*Task objective*
Your task is to reproduce the entries below word for word.

*Entries supplied*
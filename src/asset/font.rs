//! Web-font generation via an external subsetting tool.
//!
//! For each `.ttf` source, produces a compressed web variant through
//! `pyftsubset` (fonttools). Flavor preference is woff2 first, woff as
//! the fallback; derived files are regenerated wholesale each run.

use crate::config::SiteConfig;
use crate::utils::exec::{Cmd, FilterRule};
use crate::utils::plural::plural_count;
use crate::{debug, log};
use anyhow::{Result, anyhow};
use std::fs;
use std::path::{Path, PathBuf};

/// Target flavors, most modern first.
const FLAVORS: [&str; 2] = ["woff2", "woff"];

/// fonttools progress chatter that is safe to hide from the console.
const SUBSET_FILTER: FilterRule = FilterRule::new(&["WARNING:", "Saved"]);

pub fn optimize_fonts(config: &SiteConfig) -> Result<()> {
    let dir = config.root_join(&config.fonts.dir);
    if !dir.is_dir() {
        log!("fonts"; "directory `{}` not found, skipping fonts", dir.display());
        return Ok(());
    }

    let Some(subsetter) = subsetter_command(config) else {
        log!("fonts"; "no subsetter available (pip install fonttools brotli), skipping fonts");
        return Ok(());
    };
    debug!("fonts"; "subsetter: {}", subsetter.join(" "));

    let sources = scan_fonts(&dir)?;
    if sources.is_empty() {
        log!("fonts"; "no .ttf fonts in `{}`", dir.display());
        return Ok(());
    }

    let mut converted = 0usize;
    for font in &sources {
        match subset_font(&subsetter, font) {
            Ok(output) => {
                converted += 1;
                log!("fonts"; "✓ {}", output.file_name().unwrap_or_default().to_string_lossy());
            }
            Err(e) => log!("fonts"; "✗ {}: {e:#}", font.display()),
        }
    }

    log!("fonts"; "generated {}", plural_count(converted, "web font"));
    Ok(())
}

/// Resolve the subsetter invocation as an ordered-fallback chain:
/// explicit config override, then `pyftsubset` on PATH, then the
/// fontTools library module through the Python interpreter.
fn subsetter_command(config: &SiteConfig) -> Option<Vec<String>> {
    if let Some(cmd) = &config.fonts.subsetter {
        // The override may carry arguments, e.g. "python3 -m fontTools.subset"
        let words: Vec<String> = cmd.split_whitespace().map(String::from).collect();
        if !words.is_empty() {
            return Some(words);
        }
    }
    if which::which("pyftsubset").is_ok() {
        return Some(vec!["pyftsubset".to_string()]);
    }
    if let Ok(python) = which::which("python3") {
        return Some(vec![
            python.to_string_lossy().into_owned(),
            "-m".to_string(),
            "fontTools.subset".to_string(),
        ]);
    }
    None
}

/// `.ttf` files directly inside `dir`, sorted for stable output order.
fn scan_fonts(dir: &Path) -> Result<Vec<PathBuf>> {
    let mut fonts: Vec<PathBuf> = fs::read_dir(dir)?
        .filter_map(|entry| entry.ok())
        .map(|entry| entry.path())
        .filter(|path| {
            path.is_file()
                && path
                    .extension()
                    .and_then(|e| e.to_str())
                    .is_some_and(|e| e.eq_ignore_ascii_case("ttf"))
        })
        .collect();
    fonts.sort();
    Ok(fonts)
}

/// Try the preferred flavor first, fall back to the secondary on failure.
///
/// Returns the path of the variant that was produced.
fn subset_font(subsetter: &[String], source: &Path) -> Result<PathBuf> {
    let mut last_err = None;
    for flavor in FLAVORS {
        let output = source.with_extension(flavor);
        match run_subset(subsetter, source, flavor, &output) {
            Ok(()) => return Ok(output),
            Err(e) => {
                debug!("fonts"; "{flavor} failed for {}: {e:#}", source.display());
                last_err = Some(e);
            }
        }
    }
    Err(last_err.unwrap_or_else(|| anyhow!("no flavors attempted")))
}

fn run_subset(subsetter: &[String], source: &Path, flavor: &str, output: &Path) -> Result<()> {
    Cmd::from_slice(subsetter)
        .arg(source)
        .args([
            format!("--flavor={flavor}"),
            format!("--output-file={}", output.display()),
        ])
        .filter(&SUBSET_FILTER)
        .run()
        .map(|_| ())
}
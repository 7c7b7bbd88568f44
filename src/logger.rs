//! Logging utilities with colored output.
//!
//! Provides the `log!` macro for formatted terminal output with colored
//! module prefixes, and `debug!` for verbose-only diagnostics.
//!
//! # Example
//!
//! ```ignore
//! log!("meta"; "stamped {} pages", count);
//! debug!("fonts"; "subsetter: {:?}", cmd);
//! ```

use crossterm::{
    execute,
    terminal::{Clear, ClearType},
};
use owo_colors::OwoColorize;
use std::{
    io::{Write, stdout},
    sync::atomic::{AtomicBool, Ordering},
};

/// Global verbose flag (set by --verbose CLI argument)
static VERBOSE: AtomicBool = AtomicBool::new(false);

/// Set verbose mode globally
pub fn set_verbose(v: bool) {
    VERBOSE.store(v, Ordering::SeqCst);
}

/// Check if verbose mode is enabled
pub fn is_verbose() -> bool {
    VERBOSE.load(Ordering::SeqCst)
}

/// Log a message with a colored module prefix
///
/// # Usage
/// ```ignore
/// log!("module"; "message with {} formatting", args);
/// ```
#[macro_export]
macro_rules! log {
    ($module:expr; $($arg:tt)*) => {{
        $crate::logger::log($module, &format!($($arg)*))
    }};
}

/// Log a debug message (only shown when --verbose is enabled)
///
/// # Usage
/// ```ignore
/// debug!("module"; "debug info: {}", value);
/// ```
#[macro_export]
macro_rules! debug {
    ($module:expr; $($arg:tt)*) => {{
        if $crate::logger::is_verbose() {
            $crate::logger::log($module, &format!($($arg)*))
        }
    }};
}

/// Log a message with a colored module prefix
#[inline]
pub fn log(module: &str, message: &str) {
    let module_lower = module.to_ascii_lowercase();
    let prefix = colorize_prefix(module, &module_lower);

    let mut stdout = stdout().lock();
    execute!(stdout, Clear(ClearType::UntilNewLine)).ok();
    writeln!(stdout, "{prefix} {message}").ok();
    stdout.flush().ok();
}

/// Apply color to a module prefix based on module type
#[inline]
fn colorize_prefix(module: &str, module_lower: &str) -> String {
    let prefix = format!("[{module}]");
    match module_lower {
        "meta" => prefix.bright_blue().bold().to_string(),
        "fonts" | "images" => prefix.bright_green().bold().to_string(),
        "error" => prefix.bright_red().bold().to_string(),
        _ => prefix.bright_yellow().bold().to_string(),
    }
}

*Response below*
filename src/asset/font.rs
//! Web-font generation via an external subsetting tool.
//!
//! For each `.ttf` source, produces a compressed web variant through
//! `pyftsubset` (fonttools). Flavor preference is woff2 first, woff as
//! the fallback; derived files are regenerated wholesale each run.

use crate::config::SiteConfig;
use crate::utils::exec::{Cmd, FilterRule};
use crate::utils::plural::plural_count;
use crate::{debug, log};
use anyhow::{Result, anyhow};
use std::fs;
use std::path::{Path, PathBuf};

/// Target flavors, most modern first.
const FLAVORS: [&str; 2] = ["woff2", "woff"];

/// fonttools progress chatter that is safe to hide from the console.
const SUBSET_FILTER: FilterRule = FilterRule::new(&["WARNING:", "Saved"]);

pub fn optimize_fonts(config: &SiteConfig) -> Result<()> {
    let dir = config.root_join(&config.fonts.dir);
    if !dir.is_dir() {
        log!("fonts"; "directory `{}` not found, skipping fonts", dir.display());
        return Ok(());
    }

    let Some(subsetter) = subsetter_command(config) else {
        log!("fonts"; "no subsetter available (pip install fonttools brotli), skipping fonts");
        return Ok(());
    };
    debug!("fonts"; "subsetter: {}", subsetter.join(" "));

    let sources = scan_fonts(&dir)?;
    if sources.is_empty() {
        log!("fonts"; "no .ttf fonts in `{}`", dir.display());
        return Ok(());
    }

    let mut converted = 0usize;
    for font in &sources {
        match subset_font(&subsetter, font) {
            Ok(output) => {
                converted += 1;
                log!("fonts"; "✓ {}", output.file_name().unwrap_or_default().to_string_lossy());
            }
            Err(e) => log!("fonts"; "✗ {}: {e:#}", font.display()),
        }
    }

    log!("fonts"; "generated {}", plural_count(converted, "web font"));
    Ok(())
}

/// Resolve the subsetter invocation as an ordered-fallback chain:
/// explicit config override, then `pyftsubset` on PATH, then the
/// fontTools library module through the Python interpreter.
fn subsetter_command(config: &SiteConfig) -> Option<Vec<String>> {
    if let Some(cmd) = &config.fonts.subsetter {
        // The override may carry arguments, e.g. "python3 -m fontTools.subset"
        let words: Vec<String> = cmd.split_whitespace().map(String::from).collect();
        if !words.is_empty() {
            return Some(words);
        }
    }
    if which::which("pyftsubset").is_ok() {
        return Some(vec!["pyftsubset".to_string()]);
    }
    if let Ok(python) = which::which("python3") {
        return Some(vec![
            python.to_string_lossy().into_owned(),
            "-m".to_string(),
            "fontTools.subset".to_string(),
        ]);
    }
    None
}

/// `.ttf` files directly inside `dir`, sorted for stable output order.
fn scan_fonts(dir: &Path) -> Result<Vec<PathBuf>> {
    let mut fonts: Vec<PathBuf> = fs::read_dir(dir)?
        .filter_map(|entry| entry.ok())
        .map(|entry| entry.path())
        .filter(|path| {
            path.is_file()
                && path
                    .extension()
                    .and_then(|e| e.to_str())
                    .is_some_and(|e| e.eq_ignore_ascii_case("ttf"))
        })
        .collect();
    fonts.sort();
    Ok(fonts)
}

/// Try the preferred flavor first, fall back to the secondary on failure.
///
/// Returns the path of the variant that was produced.
fn subset_font(subsetter: &[String], source: &Path) -> Result<PathBuf> {
    let mut last_err = None;
    for flavor in FLAVORS {
        let output = source.with_extension(flavor);
        match run_subset(subsetter, source, flavor, &output) {
            Ok(()) => return Ok(output),
            Err(e) => {
                debug!("fonts"; "{flavor} failed for {}: {e:#}", source.display());
                last_err = Some(e);
            }
        }
    }
    Err(last_err.unwrap_or_else(|| anyhow!("no flavors attempted")))
}

fn run_subset(subsetter: &[String], source: &Path, flavor: &str, output: &Path) -> Result<()> {
    Cmd::from_slice(subsetter)
        .arg(source)
        .args([
            format!("--flavor={flavor}"),
            format!("--output-file={}", output.display()),
        ])
        .filter(&SUBSET_FILTER)
        .run()
        .map(|_| ())
}
repository 7c7b7bbd88568f44
filename src/logger.rs
//! Logging utilities with colored output.
//!
//! Provides the `log!` macro for formatted terminal output with colored
//! module prefixes, and `debug!` for verbose-only diagnostics.
//!
//! # Example
//!
//! ```ignore
//! log!("meta"; "stamped {} pages", count);
//! debug!("fonts"; "subsetter: {:?}", cmd);
//! ```

use crossterm::{
    execute,
    terminal::{Clear, ClearType},
};
use owo_colors::OwoColorize;
use std::{
    io::{Write, stdout},
    sync::atomic::{AtomicBool, Ordering},
};

/// Global verbose flag (set by --verbose CLI argument)
static VERBOSE: AtomicBool = AtomicBool::new(false);

/// Set verbose mode globally
pub fn set_verbose(v: bool) {
    VERBOSE.store(v, Ordering::SeqCst);
}

/// Check if verbose mode is enabled
pub fn is_verbose() -> bool {
    VERBOSE.load(Ordering::SeqCst)
}

/// Log a message with a colored module prefix
///
/// # Usage
/// ```ignore
/// log!("module"; "message with {} formatting", args);
/// ```
#[macro_export]
macro_rules! log {
    ($module:expr; $($arg:tt)*) => {{
        $crate::logger::log($module, &format!($($arg)*))
    }};
}

/// Log a debug message (only shown when --verbose is enabled)
///
/// # Usage
/// ```ignore
/// debug!("module"; "debug info: {}", value);
/// ```
#[macro_export]
macro_rules! debug {
    ($module:expr; $($arg:tt)*) => {{
        if $crate::logger::is_verbose() {
            $crate::logger::log($module, &format!($($arg)*))
        }
    }};
}

/// Log a message with a colored module prefix
#[inline]
pub fn log(module: &str, message: &str) {
    let module_lower = module.to_ascii_lowercase();
    let prefix = colorize_prefix(module, &module_lower);

    let mut stdout = stdout().lock();
    execute!(stdout, Clear(ClearType::UntilNewLine)).ok();
    writeln!(stdout, "{prefix} {message}").ok();
    stdout.flush().ok();
}

/// Apply color to a module prefix based on module type
#[inline]
fn colorize_prefix(module: &str, module_lower: &str) -> String {
    let prefix = format!("[{module}]");
    match module_lower {
        "meta" => prefix.bright_blue().bold().to_string(),
        "fonts" | "images" => prefix.bright_green().bold().to_string(),
        "error" => prefix.bright_red().bold().to_string(),
        _ => prefix.bright_yellow().bold().to_string(),
    }
}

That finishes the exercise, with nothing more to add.